本発明の、インクジェット光造形用の二液型光硬化性樹脂組成物を構成するモデル材は、光硬化時および硬化後の水または吸湿による膨潤または吸湿変形が極めて少なく、また、サポート材の光硬化物は水溶解性に優れ、光造形後の除去が容易であり、得られる光造形品は造形精度および機械物性に優れることから、該二液型光硬化性樹脂組成物は立体モデルの製造用材料として好適に用いることができ極めて有用である。

１パーソナルコンピュータ（ＰＣ）
２三次元造形装置
２１Ｚ方向に移動可能な造形テーブル
２２モデル材用のプリンタヘッド
２３サポート材用のプリンタヘッド
２４ローラ
２５ＵＶ光源
２６プリンタヘッドモジュール
２７モデル材のカートリッジ
２８サポート材のカートリッジ
２９供給用ポンプ
３０供給用ポンプ

Claims

ＳＰ値の加重平均値９．０〜１０．３の硬化性樹脂成分を含有してなり、硬化性樹脂成分が、単官能エチレン性不飽和単量体（Ａ）、ウレタン基を含有しない多官能エチレン性不飽和単量体（Ｂ）、ウレタン基含有エチレン性不飽和単量体（Ｃ）および光重合開始剤（Ｄ）を含有してなり、モデル材の重量に基づいて、（Ａ）の含有量が５０〜９０％、（Ｂ）の含有量が３〜２５％、（Ｃ）の含有量が５〜３５％、（Ｄ）の含有量が０．１〜１０％であるインクジェット光造形法における光造形品形成用モデル材。

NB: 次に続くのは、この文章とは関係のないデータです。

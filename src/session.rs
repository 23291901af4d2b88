//! Input routing for one calculator session.
//!
//! A [`Session`] owns the calculator core and forwards every key press to
//! it after queueing the matching feedback tone.

use crate::calculator::{
    AngleMode, Calculator, CalculatorState, InputEvent, KeystrokeError, Readout, parse_keystrokes,
};
use crate::feedback::Feedback;
use tracing::debug;

pub struct Session {
    calculator: Calculator,
    feedback: Feedback,
}

impl Session {
    pub fn new(angle_mode: AngleMode, feedback: Feedback) -> Self {
        Self {
            calculator: Calculator::new(angle_mode),
            feedback,
        }
    }

    pub fn handle_input(&mut self, event: InputEvent) {
        self.feedback.emit(&event);
        self.calculator.handle_input(event);
    }

    /// Route a keyboard key. Returns `false` if the key is not mapped.
    pub fn handle_key(&mut self, key: &str) -> bool {
        match InputEvent::from_key(key) {
            Some(event) => {
                self.handle_input(event);
                true
            }
            None => {
                debug!(key, "unmapped key");
                false
            }
        }
    }

    /// Parse and apply a line of keystrokes.
    ///
    /// Nothing is applied if any token in the line is unknown.
    pub fn handle_keystrokes(&mut self, line: &str) -> Result<usize, KeystrokeError> {
        let events = parse_keystrokes(line)?;
        let count = events.len();
        for event in events {
            self.handle_input(event);
        }
        Ok(count)
    }

    pub fn state(&self) -> &CalculatorState {
        self.calculator.state()
    }

    pub fn readout(&self) -> Readout {
        Readout::from_state(self.calculator.state())
    }
}

#[cfg(test)]
mod tests {
    use super::*;
    use crate::feedback::Tone;

    fn session() -> Session {
        Session::new(AngleMode::Degrees, Feedback::disabled())
    }

    #[test]
    fn test_keystroke_sequences() {
        let mut s = session();
        s.handle_keystrokes("ac 5 + 3 =").unwrap();
        assert_eq!(s.readout().display_result, "8");

        let mut s = session();
        s.handle_keystrokes("0.1 + 0.2 =").unwrap();
        assert_eq!(s.readout().display_result, "0.3");

        let mut s = session();
        s.handle_keystrokes("2 + 3 + 4 =").unwrap();
        assert_eq!(s.readout().display_result, "9");
    }

    #[test]
    fn test_angle_mode_toggle() {
        let mut s = session();
        s.handle_keystrokes("sin 90 =").unwrap();
        assert_eq!(s.readout().display_result, "1");

        s.handle_keystrokes("rad sin 90 =").unwrap();
        assert_eq!(s.state().angle_mode, AngleMode::Radians);
        assert_eq!(s.readout().display_result, "0.893996663601");
    }

    #[test]
    fn test_keyboard_keys() {
        let mut s = session();
        for key in ["7", "*", "6", "Enter"] {
            assert!(s.handle_key(key));
        }
        assert_eq!(s.readout().display_result, "42");

        assert!(!s.handle_key("F1"));
        assert!(s.handle_key("Escape"));
        assert_eq!(s.readout().display_result, "0");
    }

    #[test]
    fn test_unknown_token_applies_nothing() {
        let mut s = session();
        assert!(s.handle_keystrokes("5 + what").is_err());
        assert_eq!(s.readout().display_result, "0");
        assert_eq!(s.state().pending_operator, None);
    }

    #[test]
    fn test_feedback_is_emitted() {
        let (feedback, rx) = Feedback::channel();
        let mut s = Session::new(AngleMode::Degrees, feedback);
        s.handle_keystrokes("1 + √").unwrap();

        let tones: Vec<Tone> = rx.try_iter().collect();
        assert_eq!(tones.len(), 2);
        assert_eq!(tones[0].frequency_hz, 523.25);
        assert_eq!(tones[1].frequency_hz, 587.33);
    }
}
//! Readout representing what the calculator screen shows.

use super::format::format_result;
use super::ops::AngleMode;
use super::state::CalculatorState;
use serde::Serialize;

/// The two lines of the calculator screen plus clipboard text.
#[derive(Clone, Debug, PartialEq, Serialize)]
pub struct Readout {
    /// The pending operation line, e.g. `"12 ×"` or `"sin("`. Empty when
    /// nothing is pending.
    pub expression: String,
    /// The main display text.
    pub display_result: String,
    /// Text for the clipboard.
    /// None if the display shows the error token.
    pub clipboard_result: Option<String>,
    /// Whether the display shows the error token.
    pub is_error: bool,
    pub angle_mode: AngleMode,
}

impl Readout {
    /// Build a readout from a state snapshot.
    pub fn from_state(state: &CalculatorState) -> Self {
        let expression = match (state.pending_function, state.pending_operator) {
            (Some(function), _) => format!("{}(", function),
            (None, Some(op)) => match state.previous_value {
                Some(previous) => format!("{} {}", format_result(previous), op),
                None => op.to_string(),
            },
            (None, None) => String::new(),
        };

        let is_error = state.is_error();
        Self {
            expression,
            display_result: state.display.clone(),
            clipboard_result: (!is_error).then(|| state.display.clone()),
            is_error,
            angle_mode: state.angle_mode,
        }
    }

    /// Get the text to copy to clipboard.
    /// Returns None while the display shows the error token.
    pub fn text_for_clipboard(&self) -> Option<&str> {
        self.clipboard_result.as_deref()
    }
}

#[cfg(test)]
mod tests {
    use super::*;
    use crate::calculator::{Calculator, FunctionKind, InputEvent, OperatorKind};

    #[test]
    fn test_idle_readout() {
        let readout = Readout::from_state(Calculator::default().state());
        assert_eq!(readout.expression, "");
        assert_eq!(readout.display_result, "0");
        assert_eq!(readout.clipboard_result.as_deref(), Some("0"));
        assert_eq!(readout.text_for_clipboard(), Some("0"));
        assert!(!readout.is_error);
    }

    #[test]
    fn test_pending_operator_line() {
        let mut calc = Calculator::default();
        calc.handle_input(InputEvent::Digit(1));
        calc.handle_input(InputEvent::Digit(2));
        calc.handle_input(InputEvent::Operator(OperatorKind::Multiply));
        let readout = Readout::from_state(calc.state());
        assert_eq!(readout.expression, "12 ×");
        assert_eq!(readout.display_result, "12");
    }

    #[test]
    fn test_pending_function_line() {
        let mut calc = Calculator::default();
        calc.handle_input(InputEvent::Function(FunctionKind::Tan));
        assert_eq!(Readout::from_state(calc.state()).expression, "tan(");
    }

    #[test]
    fn test_error_readout() {
        let mut calc = Calculator::default();
        calc.handle_input(InputEvent::Digit(1));
        calc.handle_input(InputEvent::Operator(OperatorKind::Divide));
        calc.handle_input(InputEvent::Digit(0));
        calc.handle_input(InputEvent::Equals);
        let readout = Readout::from_state(calc.state());
        assert!(readout.is_error);
        assert_eq!(readout.clipboard_result, None);
        assert_eq!(readout.text_for_clipboard(), None);
    }
}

１０重量％以下の水溶性成分を含有する請求項１記載のモデル材。
モデル材の光硬化物の水膨潤率が１重量％以下である請求項１又は２記載のモデル材。
モデル材の光硬化物のガラス転移点が５０〜１２０℃である請求項１〜３のいずれか記載のモデル材。
水溶性単官能エチレン性不飽和単量体（Ｆ）、オキシプロピレン基を含むアルキレンオキサイド付加物および／または水（Ｇ）、並びに光重合開始剤（Ｄ）を含有してなり、サポート材の重量に基づいて、（Ｆ）の含有量が３〜４５％、（Ｇ）の含有量が５０〜９５％、（Ｄ）の含有量が０．１〜１０％であるインクジェット光造形法における光造形品の光造形時の形状支持用サポート材。

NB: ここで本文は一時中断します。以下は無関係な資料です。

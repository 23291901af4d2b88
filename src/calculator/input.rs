//! Discrete input events and keyboard mapping.

use super::ops::{FunctionKind, OperatorKind};
use serde::{Deserialize, Serialize};

/// A single key press understood by the calculator.
#[derive(Clone, Copy, Debug, PartialEq, Eq, Serialize, Deserialize)]
#[serde(tag = "kind", content = "value", rename_all = "snake_case")]
pub enum InputEvent {
    /// A decimal digit. Values above 9 are ignored.
    Digit(u8),
    Decimal,
    Operator(OperatorKind),
    Function(FunctionKind),
    Equals,
    Clear,
    Backspace,
    ToggleAngleMode,
}

impl InputEvent {
    /// Map a keyboard key name to an event.
    ///
    /// Only the keys a physical keyboard offers directly are mapped; scientific
    /// functions have no keyboard shortcut.
    pub fn from_key(key: &str) -> Option<Self> {
        match key {
            "Enter" | "=" => Some(Self::Equals),
            "Escape" => Some(Self::Clear),
            "Backspace" => Some(Self::Backspace),
            "." => Some(Self::Decimal),
            "+" | "-" | "*" | "/" => OperatorKind::from_symbol(key).map(Self::Operator),
            _ => {
                let mut chars = key.chars();
                match (chars.next(), chars.next()) {
                    (Some(c), None) => c.to_digit(10).map(|d| Self::Digit(d as u8)),
                    _ => None,
                }
            }
        }
    }

    /// Whether the event could be applied at all.
    pub fn is_valid(&self) -> bool {
        match self {
            Self::Digit(d) => *d <= 9,
            _ => true,
        }
    }
}
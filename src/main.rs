//! News Risk Analyzer — Binary Entrypoint
//! Boots the Axum HTTP server, wiring routes, shared state, and middleware.

use std::net::SocketAddr;

use anyhow::Context;
use tracing_subscriber::{fmt, prelude::*, EnvFilter};

use news_risk_analyzer::api::{self, AppState};
use news_risk_analyzer::config::{self, ConfigHandle, EngineConfig};
use news_risk_analyzer::metrics::Metrics;

fn init_tracing() {
    let filter = EnvFilter::try_from_default_env()
        .unwrap_or_else(|_| EnvFilter::new("news_risk_analyzer=info,warn"));

    tracing_subscriber::registry()
        .with(filter)
        .with(fmt::layer().compact())
        .init();
}

#[tokio::main]
async fn main() -> anyhow::Result<()> {
    // Load .env in local/dev; no-op elsewhere. Enables ENGINE_CONFIG_PATH /
    // ENGINE_HOT_RELOAD / PORT from .env.
    let _ = dotenvy::dotenv();

    init_tracing();

    // Config load failure is fatal: never serve with partial configuration.
    let cfg = EngineConfig::load().context("failed to load engine config")?;
    let handle = ConfigHandle::new(cfg, config::config_path());
    config::start_hot_reload_thread(handle.clone());

    let metrics = Metrics::init();

    let state = AppState::new(handle);
    let router = api::create_router(state).merge(metrics.router());

    let port: u16 = std::env::var("PORT")
        .ok()
        .and_then(|p| p.parse().ok())
        .unwrap_or(8080);
    let addr = SocketAddr::from(([0, 0, 0, 0], port));

    tracing::info!(%addr, "news-risk-analyzer listening");

    let listener = tokio::net::TcpListener::bind(addr)
        .await
        .with_context(|| format!("failed to bind {addr}"))?;
    axum::serve(listener, router).await?;

    Ok(())
}
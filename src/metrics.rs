use axum::{routing::get, Router};
use metrics::{counter, describe_counter};
use metrics_exporter_prometheus::{PrometheusBuilder, PrometheusHandle};

use crate::analyze::Analysis;

pub struct Metrics {
    pub handle: PrometheusHandle,
}

impl Metrics {
    /// Initialize the Prometheus recorder and describe the engine counters.
    pub fn init() -> Self {
        let builder = PrometheusBuilder::new();

        let handle = builder
            .install_recorder()
            .expect("prometheus: install recorder");

        describe_counter!(
            "categorize_requests_total",
            "Texts analyzed by the classification engine"
        );
        describe_counter!("news_type_total", "Analyses by content-type label");
        describe_counter!("risk_level_total", "Analyses by risk level");

        Self { handle }
    }

    /// Returns a router exposing `/metrics` with the Prometheus exposition format.
    pub fn router(&self) -> Router {
        let handle = self.handle.clone();
        Router::new().route(
            "/metrics",
            get(move || {
                let h = handle.clone();
                async move { h.render() }
            }),
        )
    }
}

/// Count one finished analysis. No-op when no recorder is installed (tests).
pub fn record_analysis(a: &Analysis) {
    counter!("categorize_requests_total").increment(1);
    counter!("news_type_total", "label" => a.classification.label.as_str()).increment(1);
    counter!("risk_level_total", "level" => a.risk.level.as_str()).increment(1);
}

（Ｇ）が数平均分子量１００〜５，０００であるポリオキシプロピレングリコールおよび／または水である請求項５記載のサポート材
（Ｇ）が、（Ｆ）と相溶し、かつ（Ｆ）の光硬化物と相溶しない水溶性非反応性化合物である請求項５又は６記載のサポート材。
サポート材の光硬化物が、１７〜３５ＨＤＡのデュロメータ硬さを有する請求項５〜７のいずれか記載のサポート材。

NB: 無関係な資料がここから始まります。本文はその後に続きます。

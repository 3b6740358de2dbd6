// src/analyze/classifier.rs
//! Content-type classifier: real-time vs. evergreen.
//! Pure function over the feature set and matcher output; no I/O, no state.

use serde::{Deserialize, Serialize};

use crate::analyze::features::FeatureSet;
use crate::analyze::matchers::KeywordMatch;
use crate::config::{ClassifierCfg, TieBreak};

/// Guards the confidence division when both scores are zero.
const CONFIDENCE_EPSILON: f32 = 1e-6;

#[derive(Debug, Clone, Copy, PartialEq, Eq, Serialize, Deserialize)]
#[serde(rename_all = "snake_case")]
pub enum Label {
    RealTime,
    Evergreen,
}

impl Label {
    pub fn as_str(&self) -> &'static str {
        match self {
            Label::RealTime => "real_time",
            Label::Evergreen => "evergreen",
        }
    }

    /// Legacy wire name the mobile client displays.
    pub fn as_news_type(&self) -> &'static str {
        match self {
            Label::RealTime => "Real-time News",
            Label::Evergreen => "Evergreen News",
        }
    }
}

/// Classifier output. Both side scores are kept for explainability.
#[derive(Debug, Clone, PartialEq, Serialize)]
pub struct Classification {
    pub label: Label,
    /// In [0,1]; 0 when the text carries no signal either way.
    pub confidence: f32,
    pub real_time_score: f32,
    pub evergreen_score: f32,
}

/// Score both sides and pick the winner.
///
/// real-time: match weights x multiplier, plus a flat bonus per distinct
/// time-reference hit. evergreen: match weights x multiplier, plus a length
/// bonus for words above the configured threshold (long form skews evergreen).
/// Equal scores fall to the configured tie-break, Evergreen by default.
pub fn classify(
    cfg: &ClassifierCfg,
    features: &FeatureSet,
    real_time: &[KeywordMatch],
    evergreen: &[KeywordMatch],
) -> Classification {
    let rt_weights: f32 = real_time.iter().map(|m| m.weight).sum();
    let eg_weights: f32 = evergreen.iter().map(|m| m.weight).sum();

    let real_time_score =
        cfg.match_multiplier * rt_weights + cfg.time_pattern_bonus * features.time_hits.len() as f32;

    let words_over = features.word_count.saturating_sub(cfg.length_bonus_threshold) as f32;
    let evergreen_score = cfg.match_multiplier * eg_weights + cfg.length_bonus_per_word * words_over;

    let total = real_time_score + evergreen_score;
    let confidence = if total <= 0.0 {
        0.0
    } else {
        (real_time_score.max(evergreen_score) / (total + CONFIDENCE_EPSILON)).clamp(0.0, 1.0)
    };

    let label = if real_time_score > evergreen_score {
        Label::RealTime
    } else if evergreen_score > real_time_score {
        Label::Evergreen
    } else {
        match cfg.tie_break {
            TieBreak::Evergreen => Label::Evergreen,
            TieBreak::RealTime => Label::RealTime,
        }
    };

    Classification {
        label,
        confidence,
        real_time_score,
        evergreen_score,
    }
}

インクジェット光造形法で光造形品を形成するモデル材と、該光造形品の光造形時の形状を支えるサポート材を組み合わせてなる二液型光硬化性樹脂組成物において、該モデル材が請求項１〜４のいずれか記載のモデル材であり、該サポート材が請求項５〜８のいずれか記載のサポート材であるインクジェット光造形用の二液型光硬化性樹脂組成物。